Après les Symphonies n°7 et n°9 données respectivement la veille et l'avant-veille, deux sommets de l'œuvre brucknérien, et avant de se conclure en novembre prochain avec les n°2 et n°3, le cycle se poursuivait ce soir par la Symphonie n°4 Romantique. Pleinement brucknérienne par la splendeur de ses tutti et ses dimensions de cathédrale, cette œuvre est difficile à restituer en raison de la succession exaltée de crescendos tout au long de l'œuvre, qui rendent difficile la perception d'une progression dramatique. La persistance de Masur à faire travailler Bruckner à l'Orchestre National, et à le faire jouer devant le public le plus connaisseur en ce domaine, en Allemagne et en Autriche, s'avère payante. L'orchestre acquiert indubitablement le style brucknérien, fait d'une majesté sans emphase, colossale mais pas écrasante, toutes qualités remarquées dans son interprétation de la Symphonie n°7 à Paris récemment. Contrairement à ce que l'on avait pu entendre dans cette même Symphonie n°4 plus tôt ce mois-ci à Paris, les cuivres et les cors ont bien répondu présents durant toute l'œuvre et notamment le « tableau de chasse » du Scherzo. Toutefois, comme cela avait été le cas dans le concert parisien, ce mouvement est resté entaché d'un manque de cohésion.
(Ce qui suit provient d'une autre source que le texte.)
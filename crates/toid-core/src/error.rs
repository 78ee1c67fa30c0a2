//! Error types for toid-core.

use crate::event::SamplePosition;
use thiserror::Error;

/// Error type for toid-core operations.
#[derive(Error, Debug)]
pub enum Error {
    #[error("Invalid config: {0}")]
    InvalidConfig(String),

    #[error("Event at {at} on track '{track}' is earlier than the last recorded event at {last}")]
    NonMonotonicEvent {
        track: String,
        at: SamplePosition,
        last: SamplePosition,
    },

    #[error("Invalid pitch: {0}. Must be finite")]
    InvalidPitch(f32),

    #[error("Invalid action: {0}")]
    InvalidAction(String),

    #[error("Invalid volume: {0}. Must be finite and non-negative")]
    InvalidVolume(f32),

    #[error("Invalid device: {0}")]
    InvalidDevice(String),

    #[cfg(feature = "audio-io")]
    #[error("Audio device not available")]
    DeviceNotAvailable(#[from] cpal::DefaultStreamConfigError),

    #[cfg(feature = "audio-io")]
    #[error("Failed to build audio stream")]
    BuildStream(#[from] cpal::BuildStreamError),

    #[cfg(feature = "audio-io")]
    #[error("Failed to play audio stream")]
    PlayStream(#[from] cpal::PlayStreamError),

    #[cfg(feature = "audio-io")]
    #[error("Failed to enumerate devices")]
    DevicesError(#[from] cpal::DevicesError),

    #[cfg(feature = "audio-io")]
    #[error("Failed to get device name")]
    DeviceNameError(#[from] cpal::DeviceNameError),
}

/// Result type alias.
pub type Result<T> = core::result::Result<T, Error>;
Les chutes de tension après chaque magnifique tutti donnèrent l'effet que le compositeur était en proie lors de la composition à des crises maniaco-dépressives répétées. Cet effet assez malencontreux s'explique par la difficulté à maîtriser la dynamique sur une aussi grande échelle. Cela viendra avec le temps. Bruckner reste encore méconnu et difficile à appréhender pour les sensibilités latines, aussi sachons gré au maestro Masur de mener ce travail de fond et d'engager son prestige international pour que l' s'approprie Bruckner, sans complexe.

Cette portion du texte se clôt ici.